One Nation Under God: Yeah, Right!
America often prides itself by calling itself, “one nation under God.”
Other slogans include, “In God We Trust” and “God Bless America.”
But as Ralph Douglas West of The Church Without Walls in Houston paraphrased in so many words, “yeah right.”
If America truly trusts God and considers itself under God’s care or watch, then America would not treat other people, especially from different races and religions, with such heartlessness and carelessness because those two qualities do not represent the God that I serve.
America must serve another god named money, greed, power, racism, sexism, Islamophobia, Christian-phobia and elitism and not my Heavenly Father.
If those aforementioned qualities represent America’s god, then I do not want anything to do with that little god with a little “g.”
And in order for America to truly represent what it is supposed to stand for like “liberty and justice for all,” then America needs to truly do some research on the real God, the one they want to bless America.
The 2018 midterm elections disintegrated into one of the most divisive and hateful episodes in American history since the Civil Rights Movement in the 1950s and 1960s.
Campaign rhetoric sounded like the racist rhetoric of politicians and leaders who did not want to let go of the Jim Crow way of life a half century ago.
Leaders who should set an example for the rest of the country have instead purposefully divided the country, which has possibly led to some hate crimes, just because the divisiveness would benefit them at the polls.
Some leaders show more interest in staying in power, even if it becomes permanently detrimental to the country.
And those leaders have whipped the public into such a frenzy that political rallies look like the lynch mobs students saw in the history books as children.
Public officials have encouraged their supporters to punch dissenters in the face.
Political leaders have encouraged people to shoot at migrants who throw rocks.
One candidate for the U.S. House of Representatives even told the Houston Chronicle that victims of the Holocaust, which resulted in the deaths of an exorbitant amount of Jews, should not have been welcomed as refugees in America.

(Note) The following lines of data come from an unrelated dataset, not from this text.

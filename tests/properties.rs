//! Property tests over arbitrary bar series.
//!
//! The engine promises to stay in range, stay deterministic and never panic
//! regardless of the series it is fed. These properties are exercised here
//! over generated OHLCV data.

use proptest::prelude::*;
use ta_advisor::indicators::IndicatorEngine;
use ta_advisor::patterns::PatternScanner;
use ta_advisor::recommend::{bearish_score, bullish_score, decide};
use ta_advisor::risk::{volatility_risk, RiskAssessor};
use ta_advisor::{Analyzer, Direction, PriceBar, Timeframe};

/// Arbitrary consistent bar series: high/low always bracket open/close and
/// prices stay positive
fn arb_bars() -> impl Strategy<Value = Vec<PriceBar>> {
    prop::collection::vec(
        (
            10.0f64..1000.0,
            10.0f64..1000.0,
            0.0f64..20.0,
            0.0f64..20.0,
            0.0f64..1_000_000.0,
        ),
        0..120,
    )
    .prop_map(|rows| {
        rows.into_iter()
            .enumerate()
            .map(|(i, (open, close, up, down, volume))| {
                let high = open.max(close) + up;
                let low = (open.min(close) - down).max(0.01);
                PriceBar::new(i as i64, open, high, low, close, volume)
            })
            .collect()
    })
}

proptest! {
    #[test]
    fn indicators_stay_in_range(bars in arb_bars()) {
        let set = IndicatorEngine::default().compute(&bars);

        prop_assert!((0.0..=100.0).contains(&set.rsi));
        prop_assert!((0.0..=100.0).contains(&set.stochastic_k));
        prop_assert!(set.bollinger.upper >= set.bollinger.middle);
        prop_assert!(set.bollinger.middle >= set.bollinger.lower);
        prop_assert!(set.volatility >= 0.0);
    }

    #[test]
    fn scores_and_confidence_stay_in_range(bars in arb_bars()) {
        prop_assume!(!bars.is_empty());

        let analyzer = Analyzer::new();
        let rec = analyzer.analyze("PROP", Timeframe::H4, &bars).unwrap();

        let bullish = bullish_score(&rec.indicators, &rec.patterns);
        let bearish = bearish_score(&rec.indicators, &rec.patterns);
        prop_assert!(bullish <= 100);
        prop_assert!(bearish <= 100);
        prop_assert!(rec.confidence <= 100);

        // The hysteresis band bounds neutral confidence at 70
        if rec.direction == Direction::Neutral {
            prop_assert!(rec.confidence <= 70);
        } else {
            prop_assert!(rec.confidence >= 81);
            prop_assert!(rec.confidence <= 95);
        }
    }

    #[test]
    fn equal_scores_are_always_neutral(score in 0u32..=100) {
        let (direction, confidence) = decide(score, score);
        prop_assert_eq!(direction, Direction::Neutral);
        prop_assert_eq!(confidence, 50);
    }

    #[test]
    fn analysis_is_deterministic(bars in arb_bars()) {
        prop_assume!(!bars.is_empty());

        let analyzer = Analyzer::new();
        let first = analyzer.analyze("PROP", Timeframe::H1, &bars).unwrap();
        let second = analyzer.analyze("PROP", Timeframe::H1, &bars).unwrap();
        prop_assert_eq!(first, second);
    }

    #[test]
    fn volatility_never_lowers_risk(bars in arb_bars(), a in 0.0f64..0.2, b in 0.0f64..0.2) {
        let (small, large) = if a <= b { (a, b) } else { (b, a) };

        prop_assert!(volatility_risk(small).score <= volatility_risk(large).score);

        // The same holds through the weighted composite when the other
        // factors are fixed
        let mut set = IndicatorEngine::default().compute(&bars);
        let assessor = RiskAssessor;

        set.volatility = small;
        let low = assessor.assess(&bars, &set).score;
        set.volatility = large;
        let high = assessor.assess(&bars, &set).score;
        prop_assert!(low <= high);
    }

    #[test]
    fn pattern_scan_never_panics(bars in arb_bars()) {
        let scan = PatternScanner::default().scan(&bars);
        for m in scan.bullish.iter().chain(&scan.bearish).chain(&scan.neutral) {
            prop_assert!(m.strength >= 10 && m.strength <= 20);
        }
    }
}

That candidate went on to say that Jewish refugees from the Holocaust should have been handled by the United Nations, even though the United Nations did not come into existence until after World War II under the direction of former President Harry S. Truman.
If certain politicians cannot empathize with people who survived one of the world’s greatest travesties, how can they empathize with Central American migrants escaping a horrible life of oppression and crime?
Sure, some of the migrants might be bad people, but the people running this country consist of a lot of bad people too, therefore they should look out for “their kind.”
And if political candidates do not care about Holocaust survivors, why would any sane person think they would care about their constituents that look different or think differently than them.
But as West said, there is always hope if America truly starts to follow God as opposed to just quoting clichés and slogans.
That hope might not come down from our elected leaders, but one does not have to hold a political position to become a leader.
The Bible says that Christians should respect our leaders.
However, the Bible does not say we have to agree with our leaders.
The Bible does not even say that Christians have to follow the example set by our leaders in politics.
Christians are supposed to be different and stand out.
Christians are supposed to set the example, not follow bad examples.
And like former First Lady Michelle Obama famously said, when they go low, we go high.
When our leaders spew hate, we should return that hate with love.
When our leaders try to divide us by race and religion, we should reach out to people of different races and faith and become their friends.
However, Christians should remain vigilant against any forms of racism, intolerance and hatred.
Christians should be meek, but that does not mean weak.
Christian comedian, actor and radio personality Rickey Smiley told VladTV that he does not believe that turning the other cheek has ever accomplished anything for African-Americans.
But one only has to look back to the Civil Rights Movement to see that turning the other cheek got us to where we are as a people, with equal rights under the law, the right to vote even though voter suppression is very real, and eventually the first African-American president in former President Barack Obama.
While America will remain racist until the end of time, Christian values like turning the other cheek has led to some of our biggest gains as far as equal rights.
But acting violently and ignorantly makes us no better than the leaders we disagree with.
Like the old folks would say, when you wrestle with pigs, you get dirty too.
While those who truly care about our country should still fight fire with fire, they should do so with class and intelligence and not stoop to the level of the uneducated or poorly educated.
Martin Luther King, Jr. once said, “Every man must decide whether he will walk in the light of creative altruism or in the darkness of destructive selfishness.”
Too many of our leaders are only concerned with those who look like them, think like them and come from the same places they come from.
But true leadership, which King stood for, cares for everyone.
Altruism is the unselfish concern for the welfare of others.
And if our leaders do not care about all of their people, then we must look to others around us to be our leaders and use them as examples of what true leadership looks like.
God can use anyone to lead, not just elected officials.
But in order to lead, one has to stand out in the crowd and not behave like the crowd.
Maybe our elected officials will take our lead one day and stand out against hate, racism, sexism and division.